В самое ближайшее время её ожидали трудная и интересная учёба в университете, головокружительная студенческая атмосфера с новыми знакомыми, и очень бы хотелось в это верить, возобновление любовных отношений с Галем.
Вере не хотелось ни с кем разговаривать, не вникать в беседы пассажиров, и она достала из сумочки свою поэтическую тетрадь и ушла с головой в недавно открытый для неё мир изящной словесности:
Тёплым светом вдали подмигнул маячок,
Поманил за собой необъятным пространством…
Сердце гулко забилось в ответ горячо —
Возвратилась любовь в разноцветном убранстве.
Вера отвлеклась от начатого стихотворения, уйдя в мыслях в прошлое, вспомнив её первые шаги в поэзии и невольно улыбнулась своим воспоминаниям.
Когда ей было приблизительно пятнадцать лет, у неё вдруг прорезалось вдохновение к стихосложению.
Вера бывало даже на уроках вдруг замирала, полностью абстрагируясь от окружающей действительности и погружалась в свой мир, где главенствовали рифмы, ритм и первые поэтические образы и метафоры.
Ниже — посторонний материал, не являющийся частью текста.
//! HTTP transport abstraction
//!
//! The gateway only needs "send this request, give me status, headers and
//! body". Keeping that behind a trait lets the gateway be tested without
//! network calls.

use async_trait::async_trait;
use std::collections::HashMap;
use std::fmt;
use std::time::Duration;
use thiserror::Error;
use tracing::{debug, instrument};

/// HTTP method
#[derive(Debug, Clone, Copy, PartialEq, Eq, Hash)]
pub enum HttpMethod {
    /// GET
    Get,
    /// POST
    Post,
}

impl HttpMethod {
    /// Method name as sent on the wire
    pub fn as_str(&self) -> &'static str {
        match self {
            Self::Get => "GET",
            Self::Post => "POST",
        }
    }
}

impl fmt::Display for HttpMethod {
    fn fmt(&self, f: &mut fmt::Formatter<'_>) -> fmt::Result {
        f.write_str(self.as_str())
    }
}

/// Outbound HTTP request
#[derive(Debug, Clone, PartialEq, Eq)]
pub struct HttpRequest {
    /// Method
    pub method: HttpMethod,
    /// Fully resolved URL
    pub url: String,
    /// Request headers
    pub headers: Vec<(String, String)>,
    /// Form body (None = no body)
    pub body: Option<String>,
    /// Per-request timeout
    pub timeout: Duration,
}

/// Raw HTTP response
#[derive(Debug, Clone, PartialEq, Eq)]
pub struct HttpResponse {
    /// Status code
    pub status: u16,
    /// Response headers (lowercase names)
    pub headers: HashMap<String, String>,
    /// Raw body text
    pub body: String,
}

impl HttpResponse {
    /// Response with the given status and body and no headers
    pub fn new(status: u16, body: impl Into<String>) -> Self {
        Self {
            status,
            headers: HashMap::new(),
            body: body.into(),
        }
    }

    /// Returns true for 2xx statuses
    pub fn is_success(&self) -> bool {
        (200..300).contains(&self.status)
    }
}

/// Transport layer errors
#[derive(Error, Debug)]
pub enum TransportError {
    /// Could not reach the server
    #[error("connection failed: {0}")]
    Connect(String),

    /// Request exceeded its timeout
    #[error("request timed out after {0:?}")]
    Timeout(Duration),

    /// Request failed mid-flight
    #[error("request failed: {0}")]
    Request(String),

    /// Client could not be built
    #[error("invalid client configuration: {0}")]
    Config(String),
}

/// Trait for HTTP transport abstraction
#[async_trait]
pub trait HttpTransport: Send + Sync {
    /// Send one request and return the raw response
    async fn send(&self, request: HttpRequest) -> Result<HttpResponse, TransportError>;
}

/// Real HTTP transport using reqwest
#[derive(Debug, Clone)]
pub struct ReqwestTransport {
    client: reqwest::Client,
}

impl ReqwestTransport {
    /// Create a transport with the given user agent
    pub fn new(user_agent: &str) -> Result<Self, TransportError> {
        let client = reqwest::Client::builder()
            .user_agent(user_agent)
            .build()
            .map_err(|e| TransportError::Config(e.to_string()))?;

        Ok(Self { client })
    }

    /// Wrap an existing reqwest client
    pub fn from_client(client: reqwest::Client) -> Self {
        Self { client }
    }
}

#[async_trait]
impl HttpTransport for ReqwestTransport {
    #[instrument(skip(self, request), fields(method = %request.method, url = %request.url))]
    async fn send(&self, request: HttpRequest) -> Result<HttpResponse, TransportError> {
        let timeout = request.timeout;
        let mut builder = match request.method {
            HttpMethod::Get => self.client.get(&request.url),
            HttpMethod::Post => self.client.post(&request.url),
        }
        .timeout(timeout);

        for (name, value) in &request.headers {
            builder = builder.header(name.as_str(), value.as_str());
        }
        if let Some(body) = request.body {
            builder = builder.body(body);
        }

        let response = builder
            .send()
            .await
            .map_err(|e| map_reqwest_error(e, timeout))?;

        let status = response.status().as_u16();
        let headers = response
            .headers()
            .iter()
            .filter_map(|(name, value)| {
                value
                    .to_str()
                    .ok()
                    .map(|v| (name.as_str().to_string(), v.to_string()))
            })
            .collect();
        let body = response
            .text()
            .await
            .map_err(|e| map_reqwest_error(e, timeout))?;

        debug!(status, len = body.len(), "HTTP response received");
        Ok(HttpResponse {
            status,
            headers,
            body,
        })
    }
}

fn map_reqwest_error(err: reqwest::Error, timeout: Duration) -> TransportError {
    if err.is_timeout() {
        TransportError::Timeout(timeout)
    } else if err.is_connect() {
        TransportError::Connect(err.to_string())
    } else {
        TransportError::Request(err.to_string())
    }
}

/// Mock transport for testing
///
/// Returns queued responses in order and records every request it sees.
#[cfg(any(test, feature = "test-utils"))]
#[derive(Debug, Default)]
pub struct MockHttpTransport {
    responses: parking_lot::Mutex<std::collections::VecDeque<Result<HttpResponse, TransportError>>>,
    requests: parking_lot::Mutex<Vec<HttpRequest>>,
}

#[cfg(any(test, feature = "test-utils"))]
impl MockHttpTransport {
    /// Create a mock with no queued responses
    pub fn new() -> Self {
        Self::default()
    }

    /// Queue a response
    pub fn push_response(&self, response: HttpResponse) {
        self.responses.lock().push_back(Ok(response));
    }

    /// Queue a response with the given status and body
    pub fn push(&self, status: u16, body: impl Into<String>) {
        self.push_response(HttpResponse::new(status, body));
    }

    /// Queue a transport failure
    pub fn push_error(&self, error: TransportError) {
        self.responses.lock().push_back(Err(error));
    }

    /// Requests seen so far
    pub fn requests(&self) -> Vec<HttpRequest> {
        self.requests.lock().clone()
    }

    /// Number of requests seen so far
    pub fn call_count(&self) -> usize {
        self.requests.lock().len()
    }
}

#[cfg(any(test, feature = "test-utils"))]
#[async_trait]
impl HttpTransport for MockHttpTransport {
    async fn send(&self, request: HttpRequest) -> Result<HttpResponse, TransportError> {
        self.requests.lock().push(request);
        self.responses
            .lock()
            .pop_front()
            .unwrap_or_else(|| Err(TransportError::Connect("no mock response queued".into())))
    }
}

#[cfg(test)]
mod tests {
    use super::*;

    fn request() -> HttpRequest {
        HttpRequest {
            method: HttpMethod::Get,
            url: "https://mock.test/ticker/".to_string(),
            headers: Vec::new(),
            body: None,
            timeout: Duration::from_secs(1),
        }
    }

    #[tokio::test]
    async fn test_mock_transport_returns_queued_responses() {
        let transport = MockHttpTransport::new();
        transport.push(200, r#"{"last":"1"}"#);
        transport.push(500, "");

        let first = transport.send(request()).await.unwrap();
        assert_eq!(first.status, 200);
        assert!(first.is_success());

        let second = transport.send(request()).await.unwrap();
        assert!(!second.is_success());
        assert_eq!(transport.call_count(), 2);
    }

    #[tokio::test]
    async fn test_mock_transport_empty_queue_fails() {
        let transport = MockHttpTransport::new();
        assert!(matches!(
            transport.send(request()).await,
            Err(TransportError::Connect(_))
        ));
    }

    #[test]
    fn test_method_names() {
        assert_eq!(HttpMethod::Get.to_string(), "GET");
        assert_eq!(HttpMethod::Post.as_str(), "POST");
    }
}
По совету подруг, обнаруживших её талант и первые стихи, записанные в школьных тетрадках прямо посреди примеров, формул, уравнений и задач, она начала посещать школьный литературный кружок и даже посылать свои стишки в молодёжные журналы и республиканские газеты.
В основном её рукописи не возвращали, а обходились ничего не значащими отписками — мол, ознакомились, интересные стихи, но сырые, наша газета в связи с большим наплывом произведений не может уделить вам место для публикации.
Подобные ответы и игнорирование юной поэтессы, привели к тому, что пыл Веры к стихосложению скоро сошёл на нет, но любовь к поэзии закрепилась в её душе, наверное, навсегда.
Она стала читать стихи известных поэтов: Ахматовой, Цветаевой, здравствующей Беллы Ахмадулиной.
Затем, по совету папы, начала буквально штудировать Есенина, Блока, Гумилёва… перешла к более современным: Асадову, Евтушенко, Коржавину…
Уже перед отъездом в Израиль стала покупать в киосках в изобилии появившиеся вначале девяностых книжонки не известных молодых амбициозных поэтов и в них она находила себя в современной поэзии.
После знакомства с Олегом Фрейдманом, в ней вдруг вновь открылась поэтическая душа, найдя благодатную почву, заиграв на струнах пылкой любви, к ней вернулась тяга к стихосложению.
Засветила в ночи звёздной зеленью глаз,
Золотыми лучами проникла в глубины,
Бриллиантом сверкнула средь множества страз,
На коленях стою перед ней не с повинной.
Нам не нужно друг друга винить и прощать,
Обещать понапрасну, беречь и лелеять…
Неземною любовью надышимся всласть,
Расцветая в друг друге на счастья аллеях.
Девушка так увлеклась начатым стихотворением, что отказалась от самолётной еды, взяв у стюардессы только чашечку кофе.
До самого приземления, Вера продолжала читать и перечитывать своё новое творение, что-то в нём подправляя, заменяя слова и иногда даже целые строчки, но окончательным результатом осталась довольна.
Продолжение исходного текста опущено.